··· Extracted information

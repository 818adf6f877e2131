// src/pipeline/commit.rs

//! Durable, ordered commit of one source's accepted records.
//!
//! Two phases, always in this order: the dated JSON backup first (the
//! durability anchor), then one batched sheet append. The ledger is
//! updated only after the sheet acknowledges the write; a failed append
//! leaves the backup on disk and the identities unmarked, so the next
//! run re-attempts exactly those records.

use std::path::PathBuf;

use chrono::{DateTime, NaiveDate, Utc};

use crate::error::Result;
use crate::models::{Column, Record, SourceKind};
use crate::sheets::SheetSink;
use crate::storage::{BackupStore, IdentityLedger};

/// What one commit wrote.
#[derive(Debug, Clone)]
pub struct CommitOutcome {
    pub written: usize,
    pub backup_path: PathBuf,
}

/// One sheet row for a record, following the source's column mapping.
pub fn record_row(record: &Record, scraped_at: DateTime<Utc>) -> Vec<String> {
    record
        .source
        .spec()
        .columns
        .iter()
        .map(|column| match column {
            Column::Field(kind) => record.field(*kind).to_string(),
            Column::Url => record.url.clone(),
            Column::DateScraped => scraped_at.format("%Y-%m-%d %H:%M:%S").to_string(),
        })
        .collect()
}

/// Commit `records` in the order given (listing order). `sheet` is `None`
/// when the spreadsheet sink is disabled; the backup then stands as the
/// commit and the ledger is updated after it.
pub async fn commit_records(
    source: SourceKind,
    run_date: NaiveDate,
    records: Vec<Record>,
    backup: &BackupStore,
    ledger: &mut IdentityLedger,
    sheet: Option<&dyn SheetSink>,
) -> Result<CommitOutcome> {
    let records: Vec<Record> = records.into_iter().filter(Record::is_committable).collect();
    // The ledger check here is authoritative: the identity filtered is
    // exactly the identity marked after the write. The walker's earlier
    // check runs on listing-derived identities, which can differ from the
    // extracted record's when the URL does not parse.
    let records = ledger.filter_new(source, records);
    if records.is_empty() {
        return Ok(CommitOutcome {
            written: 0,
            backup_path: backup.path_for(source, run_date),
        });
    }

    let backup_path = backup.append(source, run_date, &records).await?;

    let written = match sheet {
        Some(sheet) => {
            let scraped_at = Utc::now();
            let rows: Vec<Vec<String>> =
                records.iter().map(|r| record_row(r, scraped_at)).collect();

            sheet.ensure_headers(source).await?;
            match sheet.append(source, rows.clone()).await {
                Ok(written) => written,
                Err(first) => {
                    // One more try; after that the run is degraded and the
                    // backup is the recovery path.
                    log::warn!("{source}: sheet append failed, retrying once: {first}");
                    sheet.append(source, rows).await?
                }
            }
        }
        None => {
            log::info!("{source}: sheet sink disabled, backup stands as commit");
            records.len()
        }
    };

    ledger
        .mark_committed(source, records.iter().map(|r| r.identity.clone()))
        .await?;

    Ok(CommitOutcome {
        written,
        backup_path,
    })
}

······
··· Extracted information

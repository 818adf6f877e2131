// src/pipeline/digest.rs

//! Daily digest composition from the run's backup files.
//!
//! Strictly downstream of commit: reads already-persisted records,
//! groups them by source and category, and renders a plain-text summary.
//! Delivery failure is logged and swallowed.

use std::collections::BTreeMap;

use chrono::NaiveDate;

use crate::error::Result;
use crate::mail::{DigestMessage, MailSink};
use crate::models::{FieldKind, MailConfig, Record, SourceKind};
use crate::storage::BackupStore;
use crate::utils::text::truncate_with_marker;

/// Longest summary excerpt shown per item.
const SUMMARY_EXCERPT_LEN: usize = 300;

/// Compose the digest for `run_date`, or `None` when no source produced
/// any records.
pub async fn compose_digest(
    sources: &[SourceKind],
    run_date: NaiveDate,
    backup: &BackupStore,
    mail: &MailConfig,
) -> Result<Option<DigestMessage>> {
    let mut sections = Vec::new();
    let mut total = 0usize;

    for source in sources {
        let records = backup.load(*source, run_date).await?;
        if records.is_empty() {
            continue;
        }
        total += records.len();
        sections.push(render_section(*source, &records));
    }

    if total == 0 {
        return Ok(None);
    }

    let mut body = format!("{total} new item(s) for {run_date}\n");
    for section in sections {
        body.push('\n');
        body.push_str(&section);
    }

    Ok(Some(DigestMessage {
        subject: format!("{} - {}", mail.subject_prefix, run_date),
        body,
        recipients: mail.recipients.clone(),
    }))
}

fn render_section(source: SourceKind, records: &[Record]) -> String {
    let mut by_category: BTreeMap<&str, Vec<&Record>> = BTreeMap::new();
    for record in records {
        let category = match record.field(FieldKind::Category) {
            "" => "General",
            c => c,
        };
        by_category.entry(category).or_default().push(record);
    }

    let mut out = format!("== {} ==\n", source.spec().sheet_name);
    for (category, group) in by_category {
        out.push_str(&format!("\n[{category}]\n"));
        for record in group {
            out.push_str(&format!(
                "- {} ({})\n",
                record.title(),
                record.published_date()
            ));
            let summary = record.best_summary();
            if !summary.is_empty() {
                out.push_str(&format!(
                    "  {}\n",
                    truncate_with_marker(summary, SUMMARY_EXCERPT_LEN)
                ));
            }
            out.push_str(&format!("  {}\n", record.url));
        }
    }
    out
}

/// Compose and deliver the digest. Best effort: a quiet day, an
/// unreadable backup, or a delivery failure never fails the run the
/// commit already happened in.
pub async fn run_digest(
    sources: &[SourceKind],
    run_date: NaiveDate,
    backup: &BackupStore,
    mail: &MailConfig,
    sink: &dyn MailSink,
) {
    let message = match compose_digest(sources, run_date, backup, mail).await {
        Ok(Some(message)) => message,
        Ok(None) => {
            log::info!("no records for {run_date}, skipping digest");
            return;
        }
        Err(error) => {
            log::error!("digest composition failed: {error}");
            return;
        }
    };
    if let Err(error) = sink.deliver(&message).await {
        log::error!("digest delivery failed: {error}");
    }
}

······
··· Extracted information

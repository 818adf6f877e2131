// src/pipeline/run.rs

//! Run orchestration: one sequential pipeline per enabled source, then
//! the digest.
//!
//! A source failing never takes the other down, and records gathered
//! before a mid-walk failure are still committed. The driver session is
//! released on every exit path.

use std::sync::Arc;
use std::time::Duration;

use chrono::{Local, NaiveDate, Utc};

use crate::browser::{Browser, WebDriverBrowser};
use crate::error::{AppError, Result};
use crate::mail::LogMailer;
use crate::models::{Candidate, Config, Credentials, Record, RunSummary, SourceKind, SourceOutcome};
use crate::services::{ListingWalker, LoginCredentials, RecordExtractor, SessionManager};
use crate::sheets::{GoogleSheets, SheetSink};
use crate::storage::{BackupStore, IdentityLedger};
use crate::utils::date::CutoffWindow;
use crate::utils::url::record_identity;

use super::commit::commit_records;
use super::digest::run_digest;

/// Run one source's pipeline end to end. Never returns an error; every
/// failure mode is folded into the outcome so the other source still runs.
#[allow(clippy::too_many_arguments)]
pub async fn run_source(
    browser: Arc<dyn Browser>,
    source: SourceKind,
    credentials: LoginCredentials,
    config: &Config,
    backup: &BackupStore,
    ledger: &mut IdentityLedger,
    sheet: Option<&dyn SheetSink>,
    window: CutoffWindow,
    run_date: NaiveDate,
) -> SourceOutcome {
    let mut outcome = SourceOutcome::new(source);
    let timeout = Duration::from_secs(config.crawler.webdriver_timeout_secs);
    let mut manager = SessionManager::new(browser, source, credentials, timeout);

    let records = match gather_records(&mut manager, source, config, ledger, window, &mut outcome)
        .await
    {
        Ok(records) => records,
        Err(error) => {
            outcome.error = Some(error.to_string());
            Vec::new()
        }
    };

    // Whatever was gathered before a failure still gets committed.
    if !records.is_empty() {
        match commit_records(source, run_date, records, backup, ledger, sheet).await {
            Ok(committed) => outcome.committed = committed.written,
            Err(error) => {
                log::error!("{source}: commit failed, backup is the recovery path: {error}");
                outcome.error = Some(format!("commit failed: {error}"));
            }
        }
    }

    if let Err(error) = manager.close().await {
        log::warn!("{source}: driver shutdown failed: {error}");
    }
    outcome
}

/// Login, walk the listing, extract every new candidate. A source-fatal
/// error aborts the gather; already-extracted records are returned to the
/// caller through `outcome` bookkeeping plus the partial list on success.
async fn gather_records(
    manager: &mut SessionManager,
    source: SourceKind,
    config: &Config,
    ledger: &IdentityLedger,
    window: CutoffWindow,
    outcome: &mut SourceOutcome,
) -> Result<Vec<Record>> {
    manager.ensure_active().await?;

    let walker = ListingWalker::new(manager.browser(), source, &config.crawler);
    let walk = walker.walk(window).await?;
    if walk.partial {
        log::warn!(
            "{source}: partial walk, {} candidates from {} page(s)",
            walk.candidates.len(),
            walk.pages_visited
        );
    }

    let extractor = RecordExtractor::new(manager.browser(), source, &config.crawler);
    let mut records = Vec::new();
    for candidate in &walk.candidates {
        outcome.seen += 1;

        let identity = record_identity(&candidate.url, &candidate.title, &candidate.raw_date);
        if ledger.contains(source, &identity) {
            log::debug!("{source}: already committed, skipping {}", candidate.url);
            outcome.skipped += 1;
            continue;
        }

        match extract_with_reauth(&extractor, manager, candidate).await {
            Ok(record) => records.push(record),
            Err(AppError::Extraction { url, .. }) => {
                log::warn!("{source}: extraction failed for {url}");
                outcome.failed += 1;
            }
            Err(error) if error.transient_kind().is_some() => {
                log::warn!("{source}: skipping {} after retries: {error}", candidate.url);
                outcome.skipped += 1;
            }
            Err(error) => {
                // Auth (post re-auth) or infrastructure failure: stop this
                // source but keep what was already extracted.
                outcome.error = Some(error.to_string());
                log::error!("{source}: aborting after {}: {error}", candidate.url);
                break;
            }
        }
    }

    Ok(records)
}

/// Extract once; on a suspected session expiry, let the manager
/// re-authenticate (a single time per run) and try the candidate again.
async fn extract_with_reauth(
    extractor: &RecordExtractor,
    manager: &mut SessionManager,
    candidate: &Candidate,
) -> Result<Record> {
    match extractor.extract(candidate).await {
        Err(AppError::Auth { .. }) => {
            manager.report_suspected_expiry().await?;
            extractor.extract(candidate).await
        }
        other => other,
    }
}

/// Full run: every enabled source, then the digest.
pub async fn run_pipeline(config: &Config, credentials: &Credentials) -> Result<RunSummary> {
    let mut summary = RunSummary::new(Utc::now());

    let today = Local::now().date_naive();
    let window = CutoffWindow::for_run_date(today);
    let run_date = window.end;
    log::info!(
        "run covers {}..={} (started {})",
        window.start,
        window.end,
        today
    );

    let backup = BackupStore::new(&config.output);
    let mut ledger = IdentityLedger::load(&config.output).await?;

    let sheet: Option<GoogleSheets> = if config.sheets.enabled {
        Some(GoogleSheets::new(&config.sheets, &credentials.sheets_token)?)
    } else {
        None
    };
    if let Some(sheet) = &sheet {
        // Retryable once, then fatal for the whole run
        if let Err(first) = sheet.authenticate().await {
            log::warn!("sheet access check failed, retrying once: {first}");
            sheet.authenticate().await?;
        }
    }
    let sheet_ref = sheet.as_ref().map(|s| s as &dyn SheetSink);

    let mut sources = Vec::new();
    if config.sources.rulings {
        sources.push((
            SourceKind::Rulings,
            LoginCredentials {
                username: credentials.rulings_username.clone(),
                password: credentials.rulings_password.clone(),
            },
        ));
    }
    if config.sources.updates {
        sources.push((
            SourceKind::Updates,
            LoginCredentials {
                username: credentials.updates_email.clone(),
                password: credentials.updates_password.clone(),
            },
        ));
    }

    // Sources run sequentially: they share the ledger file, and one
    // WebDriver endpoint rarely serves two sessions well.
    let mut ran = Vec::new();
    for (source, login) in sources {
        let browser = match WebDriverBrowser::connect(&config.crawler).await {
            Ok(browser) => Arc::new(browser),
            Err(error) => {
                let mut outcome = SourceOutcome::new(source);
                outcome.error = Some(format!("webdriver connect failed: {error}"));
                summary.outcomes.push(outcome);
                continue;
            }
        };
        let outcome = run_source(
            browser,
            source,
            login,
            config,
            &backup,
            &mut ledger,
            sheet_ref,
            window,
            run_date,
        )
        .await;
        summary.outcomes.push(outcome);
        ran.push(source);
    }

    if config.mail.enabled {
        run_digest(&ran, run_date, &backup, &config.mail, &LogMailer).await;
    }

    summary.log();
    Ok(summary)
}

······

Action item
Read through the entries and copy every line that includes "CommitOutcome".

Result of this exercise
pub struct CommitOutcome {
) -> Result<CommitOutcome> {
        return Ok(CommitOutcome {
    Ok(CommitOutcome {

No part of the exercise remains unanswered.